- _ASSIGNED TASK_
Report how many lines in the entries below have the word "domain" in them, and give no other words.

══ MATERIAL TO PROCESS

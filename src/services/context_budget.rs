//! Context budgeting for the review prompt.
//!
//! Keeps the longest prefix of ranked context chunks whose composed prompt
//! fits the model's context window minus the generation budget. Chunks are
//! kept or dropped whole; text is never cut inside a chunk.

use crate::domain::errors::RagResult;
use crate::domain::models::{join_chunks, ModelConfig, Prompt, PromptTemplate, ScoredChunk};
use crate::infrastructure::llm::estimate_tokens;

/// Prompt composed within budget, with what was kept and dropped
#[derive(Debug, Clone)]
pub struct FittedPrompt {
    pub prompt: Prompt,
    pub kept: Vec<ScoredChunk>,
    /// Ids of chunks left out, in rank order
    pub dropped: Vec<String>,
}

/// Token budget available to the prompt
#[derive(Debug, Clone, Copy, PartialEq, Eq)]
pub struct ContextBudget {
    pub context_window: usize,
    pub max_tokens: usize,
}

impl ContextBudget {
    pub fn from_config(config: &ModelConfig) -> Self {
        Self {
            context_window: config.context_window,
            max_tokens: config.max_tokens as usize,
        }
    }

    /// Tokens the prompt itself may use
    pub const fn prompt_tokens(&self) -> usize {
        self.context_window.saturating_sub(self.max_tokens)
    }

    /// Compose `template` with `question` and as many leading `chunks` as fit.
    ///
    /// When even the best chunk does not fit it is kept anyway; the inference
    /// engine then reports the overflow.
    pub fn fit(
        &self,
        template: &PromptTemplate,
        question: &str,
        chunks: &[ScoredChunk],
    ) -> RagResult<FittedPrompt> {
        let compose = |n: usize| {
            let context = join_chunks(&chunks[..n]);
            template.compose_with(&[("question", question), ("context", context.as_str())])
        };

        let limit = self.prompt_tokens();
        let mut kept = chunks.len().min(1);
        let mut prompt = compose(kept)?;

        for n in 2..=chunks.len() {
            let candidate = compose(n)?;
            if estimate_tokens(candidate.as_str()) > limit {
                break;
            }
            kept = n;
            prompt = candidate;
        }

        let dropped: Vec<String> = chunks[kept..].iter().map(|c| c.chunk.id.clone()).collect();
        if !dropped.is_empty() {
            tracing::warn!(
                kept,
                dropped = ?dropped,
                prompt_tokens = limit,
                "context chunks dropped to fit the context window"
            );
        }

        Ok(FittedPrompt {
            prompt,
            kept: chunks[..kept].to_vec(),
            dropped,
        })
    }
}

════

- _WRITTEN REPLY_
2